The OpenMPI that is a part of Centos 7 does not bootstrap properly under Flux (see: https://github.com/flux-framework/flux-core/issues/3779). So that will need to be worked around/fixed before this PR can go in as-is. Alternatively, we could switch the primary MPI tested (maybe mpich?) or the primary distro tested. Maybe it makes sense for #56 to go in first, and I can rebase this PR on top of the changes?
Maybe it makes sense for #56 to go in first, and I can rebase this PR on top of the changes?
@mtitov: this proposal seems to make more sense. Can your PR go in first?
@dongahn I applied follow up updates and set it as ready for review (to be merged)
p.s. don't have permissions to assign reviewers
p.s. don't have permissions to assign reviewers
You should now :)
Follow up on the OpenMPI issues:
Based on the trail in https://github.com/flux-framework/flux-core/issues/625, it looks like bootstrapping OpenMPI 1.10 requires the pmi
plugin, which the Centos OpenMPI doesn't seem to be compiled with:
[root@6e45ee300d7e /]# ompi_info | grep pmi
[root@6e45ee300d7e /]#
It might also require a patch to the autoconf file to avoid rpath'ing the libpmi library, but that may only be necessary for the case where you want to run OpenMPI under Flux and Slurm (need to dig further to confirm).
Given that the OpenMPI in centos does not provide the pmi
plugin, how do we want to proceed? It doesn't appear that EPEL has any newer versions of OpenMPI. Should I compile a version of OpenMPI 1.10 into the base image that includes pmi
? If we are going the route of "hand-compiling" MPIs, do we want to use a newer/different version?
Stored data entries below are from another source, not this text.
//! `KafkaTopic` change computer.
//!
//! A topic spec has three managed fields: `partitions`, `replicas` and `configs`. The two
//! counts accept `-1` (or `null`) for "no preference"; a `null` config value declines to
//! manage that entry. Config entries are diffed one by one and reported nested under
//! `configs`, so `field("configs.retention.ms")` finds a single entry.

use serde_json::{Map, Value as Json};

use kspec_change::fields::{diff_entries, diff_scalar, is_no_preference, is_null};
use kspec_change::{record, ChangeComputer, ChangeError, ChangeOptions};
use kspec_core::{Change, ChangeType, FieldChanges, Resource, ResourceChange, ValueChange};

pub const PARTITIONS: &str = "partitions";
pub const REPLICAS: &str = "replicas";
pub const CONFIGS: &str = "configs";

pub fn topic_computer<'a>(opts: &ChangeOptions) -> ChangeComputer<'a, Resource, String, Resource> {
    let config_delete_orphans = opts.config_delete_orphans;
    ChangeComputer::new(|r: &Resource| r.name().to_string(), |r: &Resource| r.clone())
        .with_fields(move |b: Option<&Resource>, a: Option<&Resource>| topic_fields(b, a, config_delete_orphans))
        .with_deletion_marker(Resource::is_marked_for_deletion)
        .delete_orphans(opts.delete_orphans)
        .keep_unchanged_fields(opts.keep_unchanged_fields)
}

pub fn compute_topic_changes(
    actual: Vec<Resource>,
    desired: Vec<Resource>,
    opts: &ChangeOptions,
) -> Result<Vec<ResourceChange>, ChangeError> {
    let changes = topic_computer(opts).compute(actual, desired)?;
    record(&changes);
    Ok(changes)
}

/// Field changes of one topic. Deletions carry none.
pub fn topic_fields(
    before: Option<&Resource>,
    after: Option<&Resource>,
    config_delete_orphans: bool,
) -> Result<FieldChanges, ChangeError> {
    let mut out = FieldChanges::new();
    let Some(after) = after else { return Ok(out) };
    let prior = |key: &str| before.and_then(|r| r.spec.get(key));

    for name in [PARTITIONS, REPLICAS] {
        if let Some(c) = diff_scalar(name, prior(name), after.spec.get(name), &is_no_preference) {
            out.insert(name.to_string(), c);
        }
    }

    let b_cfg = prior(CONFIGS).and_then(Json::as_object);
    let a_cfg = after.spec.get(CONFIGS).and_then(Json::as_object);
    let entries = match a_cfg {
        Some(_) => diff_entries(b_cfg, a_cfg, config_delete_orphans, &is_null)?,
        None if config_delete_orphans => diff_entries(b_cfg, Some(&Map::new()), true, &is_null)?,
        None => FieldChanges::new(),
    };
    if entries.is_empty() { return Ok(out); }

    let change_type = match (b_cfg, a_cfg) {
        (None, _) => ChangeType::Add,
        (_, None) => ChangeType::Delete,
        _ => ChangeType::reduce(entries.values().map(|c| c.change_type)),
    };
    if let Some(value) = ValueChange::new(b_cfg.cloned().map(Json::Object), a_cfg.cloned().map(Json::Object)) {
        let container = Change::new(CONFIGS.to_string(), change_type, value.conform(change_type)).with_fields(entries);
        out.insert(CONFIGS.to_string(), container);
    }
    Ok(out)
}

#[cfg(test)]
mod tests {
    use super::*;
    use crate::kinds;
    use kspec_core::{annotations, ObjectMeta};
    use serde_json::json;

    fn topic(name: &str, spec: Json) -> Resource { Resource::new(&kinds::topic(), ObjectMeta::named(name), spec) }

    fn spec(config_value: &str) -> Json {
        json!({ "partitions": 1, "replicas": 1, "configs": { "config.prop": config_value } })
    }

    #[test]
    fn changed_config_is_a_single_nested_update() {
        let out = compute_topic_changes(
            vec![topic("Test", spec("actual-value"))],
            vec![topic("Test", spec("expected-value"))],
            &ChangeOptions::default(),
        )
        .unwrap();
        assert_eq!(out.len(), 1);
        assert_eq!(out[0].change_type, ChangeType::Update);
        assert_eq!(kspec_core::change::flatten_fields(&out[0].fields).len(), 1);
        let entry = out[0].field("configs.config.prop").unwrap();
        assert_eq!(entry.change_type, ChangeType::Update);
        assert_eq!(entry.value, ValueChange::updated(json!("actual-value"), json!("expected-value")));
    }

    #[test]
    fn new_topic_is_added() {
        let out = compute_topic_changes(vec![], vec![topic("Test", spec("v"))], &ChangeOptions::default()).unwrap();
        assert_eq!(out.len(), 1);
        assert_eq!(out[0].change_type, ChangeType::Add);
        assert!(out[0].value.before.is_none());
        assert_eq!(out[0].field("configs").map(|c| c.change_type), Some(ChangeType::Add));
    }

    #[test]
    fn orphan_topic_follows_delete_flag() {
        let actual = topic("Test", spec("v"));
        let out = compute_topic_changes(vec![actual.clone()], vec![], &ChangeOptions::default().with_delete_orphans(true))
            .unwrap();
        assert_eq!(out.len(), 1);
        assert_eq!(out[0].change_type, ChangeType::Delete);
        assert_eq!(out[0].value, ValueChange::deleted(actual.clone()));
        assert!(out[0].fields.is_empty());
        let out = compute_topic_changes(vec![actual], vec![], &ChangeOptions::default()).unwrap();
        assert!(out.is_empty());
    }

    #[test]
    fn identical_topics_are_unchanged() {
        let t = topic("Test", spec("v"));
        let out = compute_topic_changes(vec![t.clone()], vec![t], &ChangeOptions::default()).unwrap();
        assert_eq!(out[0].change_type, ChangeType::None);
        assert!(out[0].fields.is_empty());
    }

    #[test]
    fn no_preference_counts_and_loose_config_values() {
        let actual = topic("t", json!({ "partitions": 12, "replicas": 3, "configs": { "retention.ms": "86400000" } }));
        let desired = topic("t", json!({ "partitions": -1, "configs": { "retention.ms": 86400000 } }));
        let out = compute_topic_changes(vec![actual], vec![desired], &ChangeOptions::default()).unwrap();
        assert_eq!(out[0].change_type, ChangeType::None);
    }

    #[test]
    fn orphaned_config_entries_need_their_own_flag() {
        let actual = topic("t", json!({ "partitions": 1, "configs": { "a": "1", "b": "2" } }));
        let desired = topic("t", json!({ "partitions": 1, "configs": { "a": "1" } }));
        let opts = ChangeOptions::default();
        let out = compute_topic_changes(vec![actual.clone()], vec![desired.clone()], &opts).unwrap();
        assert_eq!(out[0].change_type, ChangeType::None);

        let opts = opts.with_config_delete_orphans(true);
        let out = compute_topic_changes(vec![actual.clone()], vec![desired], &opts).unwrap();
        assert_eq!(out[0].change_type, ChangeType::Update);
        assert_eq!(out[0].field("configs.b").map(|c| c.change_type), Some(ChangeType::Delete));

        let bare = topic("t", json!({ "partitions": 1 }));
        let out = compute_topic_changes(vec![actual], vec![bare], &opts).unwrap();
        assert_eq!(out[0].field("configs").map(|c| c.change_type), Some(ChangeType::Delete));
        assert_eq!(out[0].field("configs").map(|c| c.fields.len()), Some(2));
        assert!(out[0].field("configs").and_then(|c| c.value.after.as_ref()).is_none());
    }

    #[test]
    fn delete_annotation_wins_over_spec() {
        let actual = topic("t", spec("v"));
        let marked = Resource::new(&kinds::topic(), ObjectMeta::named("t").with_annotation(annotations::DELETE, "true"), spec("w"));
        let out = compute_topic_changes(vec![actual], vec![marked.clone()], &ChangeOptions::default()).unwrap();
        assert_eq!(out[0].change_type, ChangeType::Delete);
        let out = compute_topic_changes(vec![], vec![marked], &ChangeOptions::default()).unwrap();
        assert!(out.is_empty());
    }

    #[test]
    fn partition_increase_is_a_field_update() {
        let out = compute_topic_changes(
            vec![topic("t", json!({ "partitions": 3 }))],
            vec![topic("t", json!({ "partitions": 6 }))],
            &ChangeOptions::default(),
        )
        .unwrap();
        let p = out[0].field(PARTITIONS).unwrap();
        assert_eq!(p.value, ValueChange::updated(json!(3), json!(6)));
        assert_eq!(out[0].summary(), "UPDATE KafkaTopic 't' (partitions:UPDATE)");
    }
}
Should we switch to using mpich
or mvapich
?
EDIT: my current vote is for compiling a version of OpenMPI 1.10 that includes pmi
, since this will avoid affecting any other packages in the SDK. In later phases of the CI testing, we can include other MPIs and other versions.
Should I compile a version of OpenMPI 1.10 into the base image that includes pmi?
Yes, I vote for this as well using OpenMPI. Since MPI coverage is something that we will have to continue to grow, perhaps we can build our base testing against a stable version that is commonly used in DOE labs including LC/TOSS. That is, unless people like @j-woz has a need for a specific version of OpenMPI?
CI is green now! And this is rebased on master. I assume if this goes in before #56, it will cause more issue than the other way around. So I think we should continue to wait to merge this until after #56 goes in. Given that, the reviews on this can probably wait too.
Sounds good. I've added a MWP label for #56 so it will go in soon. I will get to this PR soonish.
This is (finally) ready for a review, @dongahn and others :)
The CI test suite passed :tada:. I left most of the changes as fixup commits to make it easier for @dongahn and @mtitov to re-review. The only exceptions are the commit title typo fix and the splitting up of the annotate-checks.sh
commit (vendor first, then customize).
@dongahn and @mtitov , if you are happy with the new changes, I'll squash them down. Thanks!
@SteVwonder: you changes for my suggestions look all good. Feel free to MWP when you and @mtitov agree on further potential changes.
@dongahn and @mtitov : mergify cannot automatically merge this PR since it modifies the Github Actions yaml. Could one of you push the "merge" button?
Done. Thanks @SteVwonder!
Expand the smoketest for the Flux docker image by cloning the source code, building it (required for test infrastructure), and then running the tests against the installed Flux (as opposed to in-tree)
Closes #46